The N-terminal half of JemC is also homologous to the N-terminal half of a putative arsenate reductase (18). The arsenate reductase appears to have been assembled by the fusion of an N-terminal metal-binding repressor-like domain and a C-terminal reductase domain. By analogy with the reductase, it seems likely that the N-terminal portion of JemC constitutes a metal/DNA-binding domain and the C-terminal domain performs an as-yet-unrecognized function. JemC is also 39% identical over its entire length to the hypothetical protein YdfF from B. subtilis. This is a strong indication that both of these proteins are functional and that jemC is not simply a fusion between the remnants of two unrelated and degenerate ORFs.
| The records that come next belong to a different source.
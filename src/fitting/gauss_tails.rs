//! Gaussian peak + step + tails fitting model (nonlinear variant).

use ndarray::Array1;
use tracing::debug;

use super::background::snip_background;
use super::functions::{compton_peak, elastic_peak, element_peaks, line_sigma};
use super::model::{default_fit_parameters, require_state, FitError, FitModel, FitState};
use crate::data::params::*;
use crate::data::{
    EnergyCalibration, EnergyRange, FitElement, FitParams, LineFamily, PixelFit, Spectrum,
};
use crate::optimizer::{FitContext, LevMarOptimizer, Optimizer, OptimizerOutcome};

/// Configuration for the Gauss-Tails model.
#[derive(Debug, Clone)]
pub struct GaussTailsConfig {
    /// Estimate a SNIP continuum during pre-processing.
    pub snip_background: bool,
    /// Subtract the estimated continuum from the working spectrum. When
    /// false the continuum is retained and added to the model instead.
    pub subtract_background: bool,
}

impl Default for GaussTailsConfig {
    fn default() -> Self {
        Self {
            snip_background: true,
            subtract_background: true,
        }
    }
}

/// Nonlinear fitting model: per-element Gaussian composites refined by an
/// injected bounded least-squares optimizer.
pub struct GaussTailsModel {
    config: GaussTailsConfig,
    optimizer: Box<dyn Optimizer>,
    state: FitState,
    energy_range: EnergyRange,
    background: Array1<f64>,
}

impl GaussTailsModel {
    /// Create with the default optimizer.
    pub fn new() -> Self {
        Self::with_optimizer(Box::new(LevMarOptimizer::default()))
    }

    /// Create with a custom optimizer.
    pub fn with_optimizer(optimizer: Box<dyn Optimizer>) -> Self {
        Self {
            config: GaussTailsConfig::default(),
            optimizer,
            state: FitState::Uninitialized,
            energy_range: EnergyRange::new(0, 0),
            background: Array1::zeros(0),
        }
    }

    /// Replace the configuration.
    pub fn with_config(mut self, config: GaussTailsConfig) -> Self {
        self.config = config;
        self
    }

    /// Swap the optimizer.
    pub fn set_optimizer(&mut self, optimizer: Box<dyn Optimizer>) {
        self.optimizer = optimizer;
    }

    /// Continuum estimated during pre-processing, empty before that.
    pub fn background(&self) -> &Array1<f64> {
        &self.background
    }

    /// Seed the coherent-scatter amplitude from the measured counts in a
    /// window around the coherent energy, against the unit-amplitude
    /// elastic model.
    fn calc_coherent_amplitude(
        &self,
        fit_params: &mut FitParams,
        spectrum: &Spectrum,
        calibration: &EnergyCalibration,
    ) {
        let Some(coherent_e) = fit_params.value_of(STR_COHERENT_SCT_ENERGY) else {
            return;
        };
        let sigma = line_sigma(
            fit_params.value_of(STR_FWHM_OFFSET).unwrap_or(0.0),
            fit_params.value_of(STR_FWHM_FANOPRIME).unwrap_or(0.0),
            coherent_e,
        );
        if sigma <= 0.0 || !sigma.is_finite() {
            return;
        }

        let lo = calibration.channel_of(coherent_e - 2.0 * sigma).floor();
        let hi = calibration.channel_of(coherent_e + 2.0 * sigma).ceil();
        let lo = (lo.max(self.energy_range.min as f64) as usize).min(self.energy_range.max);
        let hi = (hi.max(0.0) as usize).clamp(lo, self.energy_range.max);
        if hi <= lo {
            return;
        }

        let ev = Array1::from_iter((lo..=hi).map(|c| calibration.energy(c)));
        let mut unit = fit_params.clone();
        unit.set_value(STR_COHERENT_SCT_AMPLITUDE, 0.0);
        let model = elastic_peak(&unit, &ev, calibration.slope);

        let measured_sum: f64 = (lo..=hi).map(|c| spectrum.counts[c]).sum();
        let model_sum: f64 = model.sum();
        if measured_sum > 0.0 && model_sum > 0.0 {
            let seed = (measured_sum / model_sum).log10();
            if let Some(p) = fit_params.get_mut(STR_COHERENT_SCT_AMPLITUDE) {
                if p.is_free() {
                    p.value = p.clamp(seed);
                }
            }
        }
    }
}

impl Default for GaussTailsModel {
    fn default() -> Self {
        Self::new()
    }
}

impl FitModel for GaussTailsModel {
    fn name(&self) -> &'static str {
        "gauss_tails"
    }

    fn state(&self) -> FitState {
        self.state
    }

    fn fit_parameters(&self, elements: &[FitElement]) -> FitParams {
        default_fit_parameters(elements)
    }

    fn initialize(
        &mut self,
        _fit_params: &mut FitParams,
        _calibration: &EnergyCalibration,
        _elements: &[FitElement],
        energy_range: EnergyRange,
    ) -> Result<(), FitError> {
        self.energy_range = energy_range;
        self.background = Array1::zeros(0);
        self.state = FitState::Initialized;
        Ok(())
    }

    fn pre_process(
        &mut self,
        fit_params: &mut FitParams,
        spectrum: &mut Spectrum,
        calibration: &EnergyCalibration,
        _elements: &[FitElement],
    ) -> Result<(), FitError> {
        require_state(self.state, FitState::Initialized)?;
        if spectrum.len() <= self.energy_range.max {
            return Err(FitError::ChannelMismatch {
                expected: self.energy_range.max + 1,
                actual: spectrum.len(),
            });
        }

        if self.config.snip_background {
            let width = fit_params.value_of(STR_SNIP_WIDTH).unwrap_or(0.5);
            let xmin = calibration.energy(self.energy_range.min);
            let xmax = calibration.energy(self.energy_range.max);
            self.background = snip_background(
                spectrum,
                calibration.offset,
                calibration.slope,
                calibration.quadratic,
                calibration.binning,
                width,
                xmin,
                xmax,
            );
            if self.config.subtract_background {
                spectrum.counts -= &self.background;
                spectrum.counts.mapv_inplace(|c| c.max(0.0));
            }
        }

        self.calc_coherent_amplitude(fit_params, spectrum, calibration);
        self.state = FitState::PreProcessed;
        Ok(())
    }

    fn fit_spectrum(
        &mut self,
        fit_params: &mut FitParams,
        spectrum: &Spectrum,
        calibration: &EnergyCalibration,
        elements: &[FitElement],
    ) -> Result<OptimizerOutcome, FitError> {
        require_state(self.state, FitState::PreProcessed)?;
        if spectrum.len() <= self.energy_range.max {
            return Err(FitError::ChannelMismatch {
                expected: self.energy_range.max + 1,
                actual: spectrum.len(),
            });
        }

        // Poisson counting weights over the fit range.
        let weights = Array1::from_iter(
            (self.energy_range.min..=self.energy_range.max)
                .map(|c| 1.0 / spectrum.counts[c].max(1.0).sqrt()),
        );

        let outcome = {
            let ctx = FitContext {
                model: &*self,
                spectrum,
                weights: &weights,
                calibration,
                elements,
                energy_range: self.energy_range,
            };
            self.optimizer.minimize(fit_params, &ctx)
        };
        if outcome != OptimizerOutcome::Converged {
            debug!(model = self.name(), ?outcome, "fit did not converge");
        }

        self.state = FitState::Fitted;
        Ok(outcome)
    }

    fn post_process(
        &mut self,
        fit_params: &FitParams,
        elements: &[FitElement],
        out: &mut PixelFit,
    ) -> Result<(), FitError> {
        require_state(self.state, FitState::Fitted)?;
        for element in elements {
            let value = fit_params
                .value_of(element.amplitude_name())
                .unwrap_or(f64::NEG_INFINITY);
            out.set(element.symbol(), 10.0_f64.powf(value));
        }
        self.state = FitState::PostProcessed;
        Ok(())
    }

    fn model_spectrum(
        &self,
        fit_params: &FitParams,
        calibration: &EnergyCalibration,
        elements: &[FitElement],
        energy_range: EnergyRange,
    ) -> Result<Spectrum, FitError> {
        let ev = calibration.energy_vector_range(energy_range);
        if ev.is_empty() {
            return Err(FitError::EmptySpectrum);
        }
        let gain = calibration.slope;

        let mut counts = Array1::zeros(ev.len());
        for element in elements {
            // Scatter composites are part of the base model below.
            if matches!(element.family(), LineFamily::Elastic | LineFamily::Compton) {
                continue;
            }
            counts += &self.model_spectrum_element(fit_params, element, calibration, &ev);
        }
        counts += &elastic_peak(fit_params, &ev, gain);
        counts += &compton_peak(fit_params, &ev, gain);

        // Retained continuum, when estimated but not subtracted.
        if !self.config.subtract_background
            && self.background.len() > energy_range.max
        {
            for (i, c) in (energy_range.min..=energy_range.max).enumerate() {
                counts[i] += self.background[c];
            }
        }

        Ok(Spectrum::from_counts(counts))
    }

    fn model_spectrum_element(
        &self,
        fit_params: &FitParams,
        element: &FitElement,
        calibration: &EnergyCalibration,
        ev: &Array1<f64>,
    ) -> Array1<f64> {
        element_peaks(fit_params, element, calibration.slope, ev)
    }
}

#[cfg(test)]
mod tests {
    use super::*;
    use crate::data::FitParam;
    use crate::fitting::model::fit_pixel;

    fn test_calibration() -> EnergyCalibration {
        EnergyCalibration::new(0.0, 0.01, 0.0)
    }

    fn fe_only() -> Vec<FitElement> {
        vec![FitElement::from_symbol("Fe").unwrap()]
    }

    #[test]
    fn test_lifecycle_order_enforced() {
        let mut model = GaussTailsModel::new();
        let elements = fe_only();
        let mut params = model.fit_parameters(&elements);
        let mut spectrum = Spectrum::new(1024);

        // pre_process before initialize is rejected.
        let err = model
            .pre_process(&mut params, &mut spectrum, &test_calibration(), &elements)
            .unwrap_err();
        assert!(matches!(err, FitError::InvalidState { .. }));
    }

    #[test]
    fn test_fit_pixel_rejects_empty_spectrum() {
        let mut model = GaussTailsModel::new();
        let elements = fe_only();
        let mut params = model.fit_parameters(&elements);
        let spectrum = Spectrum::new(0);
        let err = fit_pixel(
            &mut model,
            &mut params,
            &spectrum,
            &test_calibration(),
            &elements,
            EnergyRange::new(0, 1023),
        )
        .unwrap_err();
        assert_eq!(err, FitError::EmptySpectrum);
    }

    #[test]
    fn test_pre_process_subtracts_background() {
        let mut model = GaussTailsModel::new();
        let elements = fe_only();
        let mut params = model.fit_parameters(&elements);
        let calibration = test_calibration();
        let range = EnergyRange::new(0, 1023);

        // Constant continuum with a narrow peak.
        let mut counts = Array1::from_elem(1024, 200.0);
        for c in 630..650 {
            counts[c] += 3000.0 * (-0.5 * ((c as f64 - 640.0) / 3.0).powi(2)).exp();
        }
        let mut working = Spectrum::from_counts(counts);

        model
            .initialize(&mut params, &calibration, &elements, range)
            .unwrap();
        model
            .pre_process(&mut params, &mut working, &calibration, &elements)
            .unwrap();

        assert_eq!(model.background().len(), 1024);
        // Continuum regions drop to roughly zero, the peak survives.
        assert!(working.counts[100] < 5.0);
        assert!(working.counts[640] > 2000.0);
    }

    #[test]
    fn test_full_pipeline_recovers_amplitude() {
        let calibration = test_calibration();
        let mut elements = fe_only();
        elements[0].set_custom_ratio(1, 0.0);
        elements[0].set_custom_ratio(2, 0.0);
        let range = EnergyRange::new(0, 1023);

        // Synthesize a measured spectrum with a known amplitude.
        let synth_model = GaussTailsModel::new().with_config(GaussTailsConfig {
            snip_background: false,
            subtract_background: false,
        });
        let mut truth = synth_model.fit_parameters(&elements);
        truth.set_value(STR_F_TAIL_OFFSET, 0.0);
        truth.set_value(STR_F_TAIL_LINEAR, 0.0);
        truth.replace(FitParam::new(STR_COHERENT_SCT_AMPLITUDE, -40.0));
        truth.replace(FitParam::new(STR_COMPTON_AMPLITUDE, -40.0));
        truth.set_value("Fe", 2.5);
        let measured = synth_model
            .model_spectrum(&truth, &calibration, &elements, range)
            .unwrap();

        let mut fit_model = GaussTailsModel::new().with_config(GaussTailsConfig {
            snip_background: false,
            subtract_background: false,
        });
        let mut params = truth.clone();
        params.set_value("Fe", 0.5);

        let out = fit_pixel(
            &mut fit_model,
            &mut params,
            &measured,
            &calibration,
            &elements,
            range,
        )
        .unwrap();

        let fitted = out.get("Fe").unwrap();
        let injected = 10.0_f64.powf(2.5);
        assert!(
            (fitted / injected - 1.0).abs() < 0.01,
            "fitted {fitted}, injected {injected}"
        );
        assert_eq!(out.outcome(), Some(OptimizerOutcome::Converged));
    }
}
//! Nonlinear least-squares minimization over fit parameters.

pub mod levmar;

pub use levmar::LevMarOptimizer;

use ndarray::Array1;

use crate::data::{EnergyCalibration, EnergyRange, FitElement, FitParams, Spectrum};
use crate::fitting::FitModel;

/// How a minimization terminated.
///
/// Termination is never an error: a non-convergent fit leaves the best
/// parameter values found and batch fitting proceeds to the next pixel.
#[derive(Clone, Copy, Debug, PartialEq, Eq)]
pub enum OptimizerOutcome {
    /// The problem setup was unusable (no free parameters, empty range,
    /// model synthesis failure).
    ImproperInput,
    /// A tolerance test was satisfied.
    Converged,
    /// The residual-evaluation budget ran out first.
    ExceededCallLimit,
    /// A tolerance was configured below what the arithmetic can resolve.
    ToleranceTooSmall,
    /// Damping grew without any cost reduction.
    NoProgress,
}

/// Everything a minimization needs, bundled immutably.
pub struct FitContext<'a> {
    /// Model used to synthesize trial spectra.
    pub model: &'a dyn FitModel,
    /// Measured (working) spectrum.
    pub spectrum: &'a Spectrum,
    /// Per-channel residual weights over the fit range.
    pub weights: &'a Array1<f64>,
    /// Shared energy calibration.
    pub calibration: &'a EnergyCalibration,
    /// Elements being fitted.
    pub elements: &'a [FitElement],
    /// Channel sub-range being fitted.
    pub energy_range: EnergyRange,
}

/// Abstract bounded nonlinear least-squares minimizer.
///
/// `minimize` adjusts only the parameters not marked fixed, in place,
/// keeping every value inside its configured limits at all times.
pub trait Optimizer: Send + Sync {
    fn minimize(&self, fit_params: &mut FitParams, ctx: &FitContext<'_>) -> OptimizerOutcome;
}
The presence of Tn10 in strains of E. coli K-12 was not sufficient to provide resistance to salts of cadmium, arsenite, arsenate, mercury, cobalt, or sodium (data not shown). However, the test would not have detected less than a two-fold difference in sensitivity, and partial resistance to these metals cannot be ruled out. There is also the possibility that any resistance determinants which might be present do not function well in E. coli.
Intragenic regions.
Three intragenic regions of significant size occur in the newly sequenced half of Tn10 (Fig. 1). The region between jemA and IS10-Left is large enough to code for 118 amino acids. This region contains an ORF encoding 41 amino acids; this ORF appears to be the remnant of a gene related to the E. coli lysR transcription activator which has been interrupted by the insertion of the inside end of IS10-Left. The region between jemA and jemB shows no significant homology to any entries in the sequence database (see above).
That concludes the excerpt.